Dua atau tiga jam kemudian, dia akhirnya membawa Li Ming ke kapal transportasi tersebut, yang lebih dari setengah lambungnya terjebak di dalam gua besar, dengan permukaan yang dipenuhi penyok dan cekungan yang tak terhitung jumlahnya.
“Roda, itu pesawat ruang angkasa ini,” kata Ya Ro dengan nada sendu, telapak tangannya menyentuh lubang bergerigi di permukaan logam pesawat, lalu dia bersiap untuk masuk dan melihat ke dalamnya.
“Baiklah, Adik Junior, mari kita bersiap untuk mulai memindahkan barang-barang, kita berdua bersama-sama seharusnya bisa membawa pergi puluhan juta,” Ya Ro menyingsingkan lengan bajunya dan bersiap memasuki kabin kapal tetapi dihentikan oleh Li Ming, yang sedang tersenyum.
“Kakak Senior, saya punya saran, carilah tempat yang aman dan tunggu saya sebentar.”
“Apa maksudmu?” tanya Ya Ro, bingung.
“Aku berencana memberi mereka kejutan, aku perlu sedikit persiapan,” jelas Li Ning dengan samar, yang jelas tidak memuaskan Ya Ro, yang bertanya dengan nada serius, “Sebenarnya apa yang ingin kau lakukan?”
“Jangan khawatir, kamu tidak akan kehilangan bagianmu,” Li Ming tidak menjawab secara langsung.
Ya Ro menggelengkan kepalanya, “Ini bukan soal uang, tidak perlu mengambil risiko lebih besar. Apa kau berencana menerbangkan pesawat ruang angkasa itu atau bagaimana?”
Melihat Li Ming hanya tersenyum padanya dengan sikap penuh tekad, Ya Ro merasa pasrah, bimbang antara mengatakan lebih banyak dan menahan diri, tetapi pada akhirnya dia hanya bisa meninggalkan area itu untuk sementara waktu.
Dia tidak pergi jauh, menemukan sebuah gua sedikit di atas di sisi dinding ngarai untuk bersembunyi, dari mana dia masih bisa melihat tempat ini samar-samar.
“Hhh…” Dia menghela napas sambil berbaring, matanya menunjukkan sedikit perubahan saat dia menatap pusaran hitam di langit, “Orang itu, dia mungkin masih berada di tangan Atom.”
Lalu dia tertawa getir, “Bagaimana bisa semuanya jadi seperti ini? Masalah, masalah!”

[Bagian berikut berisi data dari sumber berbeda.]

use anyhow::Result;
use std::sync::Arc;
use tracing::info;
use tracing_subscriber::EnvFilter;

use parity_league::agents::{LeagueManager, LeagueManagerConfig};
use parity_league::config::LeagueManagerSettings;
use parity_league::http::health::HealthState;
use parity_league::models::{AgentIdentity, AgentType};
use parity_league::protocol::MessageDispatcher;
use parity_league::service::{HttpTransport, RpcClient};
use parity_league::storage::Repository;

#[actix_web::main]
async fn main() -> Result<()> {
    dotenvy::dotenv().ok();
    tracing_subscriber::fmt()
        .with_env_filter(EnvFilter::try_from_default_env().unwrap_or_else(|_| "info".into()))
        .init();

    let settings = LeagueManagerSettings::from_env();
    info!(league_id = %settings.league_id, port = settings.port, "starting league manager");

    let identity = AgentIdentity::new(AgentType::LeagueManager, "LM01");
    let client = Arc::new(
        RpcClient::new(Arc::new(HttpTransport::new()), identity)
            .with_auth_token(uuid::Uuid::new_v4().to_string()),
    );
    let repo = Arc::new(Repository::new(&settings.data_dir));
    let manager = Arc::new(LeagueManager::new(
        LeagueManagerConfig {
            league_id: settings.league_id.clone(),
            game_type: settings.game_type.clone(),
            min_players: settings.min_players,
            max_players: settings.max_players,
            ..LeagueManagerConfig::default()
        },
        repo,
        client,
    ));

    // Hourly token-expiry sweep drops agents whose registrations lapsed.
    let registry = manager.registry();
    tokio::spawn(async move {
        let mut ticker = tokio::time::interval(std::time::Duration::from_secs(3600));
        loop {
            ticker.tick().await;
            let purged = registry.purge_expired().await;
            if purged > 0 {
                info!(count = purged, "purged expired registrations");
            }
        }
    });

    let dispatcher: Arc<dyn MessageDispatcher> = manager.clone();
    let health = HealthState::new("LM01", AgentType::LeagueManager);
    let served = parity_league::http::run_server(&settings.bind_addr, settings.port, dispatcher, health).await;

    manager.shutdown().await;
    served?;
    Ok(())
}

Li Ming dapat dengan jelas merasakan posisi Ya Ro, dan begitu dia yakin orang itu telah menjauh, dia tanpa sadar menggosok-gosokkan tangannya.
Dia menemukan pintu palka, membukanya dengan paksa, melihat ke dalam, dan memang di ruang kargo bawah, dia menemukan sejumlah besar material logam.
“Paduan Magnetik Bintang, unggul dalam konduktivitas energi, sangat stabil, terutama digunakan sebagai bahan inti untuk senjata energi orbital skala besar,” Li Ming memindainya.
Material paduan logam ini menutupi seluruh ruang kargo, dan menurut perkiraan kasar, material tersebut berkilauan dengan cahaya sian dalam pencahayaan redup, memang menyerupai awan elektromagnetik kosmik.
Ia pertama kali mencoba menghidupkan kembali pesawat ruang angkasa, sistem energi utama telah habis, hanya tersisa sedikit energi cadangan, pemeriksaan mandiri tidak berhasil karena terlalu banyak kerusakan pada badan pesawat.